'''

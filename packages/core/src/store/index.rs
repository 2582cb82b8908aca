//! Hierarchy Index
//!
//! Downward adjacency for the forest: parent id → ordered child ids. The
//! registry only records the upward `parent_id` edge, so descendant traversal
//! without this index would mean scanning every node. The index holds ids, not
//! nodes; the registry stays the single owner of node data.

use std::collections::HashMap;

/// Parent id → child id list. Children keep insertion order and behave as a
/// set within one parent.
#[derive(Debug, Default)]
pub struct HierarchyIndex {
    children: HashMap<String, Vec<String>>,
}

impl HierarchyIndex {
    /// Create an empty index.
    pub fn new() -> Self {
        Self {
            children: HashMap::new(),
        }
    }

    /// Child ids of `parent_id`, in insertion order. Ids without an entry
    /// (leaves, unknown ids) yield an empty slice.
    pub fn children_of(&self, parent_id: &str) -> &[String] {
        self.children
            .get(parent_id)
            .map(Vec::as_slice)
            .unwrap_or(&[])
    }

    /// Append `child_id` under `parent_id`. Adding an id already listed under
    /// that parent is a no-op, so an id can never appear twice in one list.
    pub fn add_child(&mut self, parent_id: &str, child_id: &str) {
        let children = self.children.entry(parent_id.to_string()).or_default();
        if !children.iter().any(|existing| existing == child_id) {
            children.push(child_id.to_string());
        }
    }

    /// Remove `child_id` from under `parent_id`. Removing an id that is not
    /// listed is a no-op.
    pub fn remove_child(&mut self, parent_id: &str, child_id: &str) {
        if let Some(children) = self.children.get_mut(parent_id) {
            children.retain(|existing| existing != child_id);
        }
    }
}

#[cfg(test)]
mod tests {
    use super::*;

    #[test]
    fn test_children_keep_insertion_order() {
        let mut index = HierarchyIndex::new();
        index.add_child("earth", "europe");
        index.add_child("earth", "asia");
        index.add_child("earth", "africa");

        assert_eq!(index.children_of("earth"), ["europe", "asia", "africa"]);
    }

    #[test]
    fn test_unknown_parent_yields_empty_slice() {
        let index = HierarchyIndex::new();
        assert!(index.children_of("nowhere").is_empty());
    }

    #[test]
    fn test_duplicate_add_is_ignored() {
        let mut index = HierarchyIndex::new();
        index.add_child("earth", "europe");
        index.add_child("earth", "europe");

        assert_eq!(index.children_of("earth"), ["europe"]);
    }

    #[test]
    fn test_remove_child_detaches_single_id() {
        let mut index = HierarchyIndex::new();
        index.add_child("earth", "europe");
        index.add_child("earth", "asia");

        index.remove_child("earth", "europe");
        assert_eq!(index.children_of("earth"), ["asia"]);
    }

    #[test]
    fn test_remove_absent_child_is_noop() {
        let mut index = HierarchyIndex::new();
        index.add_child("earth", "europe");

        index.remove_child("earth", "atlantis");
        index.remove_child("mars", "europe");
        assert_eq!(index.children_of("earth"), ["europe"]);
    }
}
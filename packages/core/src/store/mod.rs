//! In-Memory Store
//!
//! This module holds the two index structures backing the forest:
//!
//! - `NodeRegistry` - id → `Node`, the canonical owner of node data
//! - `HierarchyIndex` - parent id → ordered child ids, for downward traversal
//!
//! # Consistency
//!
//! The two structures are bidirectionally consistent: a node whose
//! `parent_id` is `Some(p)` is listed exactly once under `p` in the index,
//! and every id the index lists resolves in the registry. `Forest` couples
//! them into one value so a single lock (held by the tree service) guards
//! both, and no reader can observe one map updated without the other.

mod index;
mod registry;

pub use index::HierarchyIndex;
pub use registry::NodeRegistry;

use crate::models::Node;

/// The registry and the hierarchy index, moved around as one unit.
///
/// The loader builds a `Forest` and hands it to `TreeService`, which wraps
/// it in a lock. Outside of tests nothing mutates a `Forest` directly.
#[derive(Debug, Default)]
pub struct Forest {
    /// Canonical id → node mapping
    pub registry: NodeRegistry,
    /// Parent id → child ids, kept in sync with `registry`
    pub index: HierarchyIndex,
}

impl Forest {
    /// Create an empty forest.
    pub fn new() -> Self {
        Self {
            registry: NodeRegistry::new(),
            index: HierarchyIndex::new(),
        }
    }

    /// Number of nodes in the forest.
    pub fn node_count(&self) -> usize {
        self.registry.len()
    }

    /// Register a node, mirroring its parent edge into the hierarchy index.
    /// Keeps the two maps consistent for the single-node insert case.
    pub fn insert(&mut self, node: Node) {
        if let Some(parent_id) = &node.parent_id {
            self.index.add_child(parent_id, &node.id);
        }
        self.registry.put(node);
    }
}
//! Service Layer Error Types
//!
//! This module defines error types for service-layer operations. Each
//! variant carries the offending id(s) so callers can map failures to
//! transport responses without parsing messages.

use thiserror::Error;

/// Tree operation errors
///
/// Variants split along the caller-fault line: `UnknownId` and
/// `CircularMove` mean the request itself was invalid, while `NodeNotFound`
/// and `ParentNotFound` mean a referenced resource is absent.
#[derive(Error, Debug)]
pub enum TreeServiceError {
    /// Descendant query named an id that is not registered
    #[error("Id [{id}] doesn't exist")]
    UnknownId { id: String },

    /// Re-parent target not found by id
    #[error("Id [{id}] doesn't exist")]
    NodeNotFound { id: String },

    /// Requested new parent not found by id
    #[error("ParentId [{id}] doesn't exist")]
    ParentNotFound { id: String },

    /// Re-parent would place a node inside its own subtree
    #[error("Cannot move [{id}] under [{new_parent_id}]: new parent is inside the moved subtree")]
    CircularMove { id: String, new_parent_id: String },
}

impl TreeServiceError {
    /// Create an unknown id error
    pub fn unknown_id(id: impl Into<String>) -> Self {
        Self::UnknownId { id: id.into() }
    }

    /// Create a node not found error
    pub fn node_not_found(id: impl Into<String>) -> Self {
        Self::NodeNotFound { id: id.into() }
    }

    /// Create a parent not found error
    pub fn parent_not_found(id: impl Into<String>) -> Self {
        Self::ParentNotFound { id: id.into() }
    }

    /// Create a circular move error
    pub fn circular_move(id: impl Into<String>, new_parent_id: impl Into<String>) -> Self {
        Self::CircularMove {
            id: id.into(),
            new_parent_id: new_parent_id.into(),
        }
    }
}

/// Record source loading errors
///
/// All of these are fatal: the loader refuses to build a forest from input
/// it cannot fully account for. Line numbers refer to the source file,
/// header included.
#[derive(Error, Debug)]
pub enum LoadError {
    /// Child record references a parent that has not been registered.
    /// Either the input is out of parent-before-child order or the parent
    /// never appears at all.
    #[error("line {line}: node [{id}] references unknown parent [{parent_id}]")]
    MissingParent {
        line: u64,
        id: String,
        parent_id: String,
    },

    /// Two records carry the same id
    #[error("line {line}: duplicate node id [{id}]")]
    DuplicateId { line: u64, id: String },

    /// Record shape or field content the loader refuses to guess about
    #[error("line {line}: {reason}")]
    MalformedRecord { line: u64, reason: String },

    /// Record source could not be read
    #[error("failed to read record source: {0}")]
    Io(#[from] std::io::Error),

    /// Record source could not be parsed as CSV
    #[error("failed to parse record source: {0}")]
    Csv(#[from] csv::Error),
}

impl LoadError {
    /// Create a malformed record error
    pub fn malformed_record(line: u64, reason: impl Into<String>) -> Self {
        Self::MalformedRecord {
            line,
            reason: reason.into(),
        }
    }
}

'''

> _PROBLEM_: Your answer must be one number: how many lines of the data contain "module".

> _SOLUTION FOR THIS TASK_: 2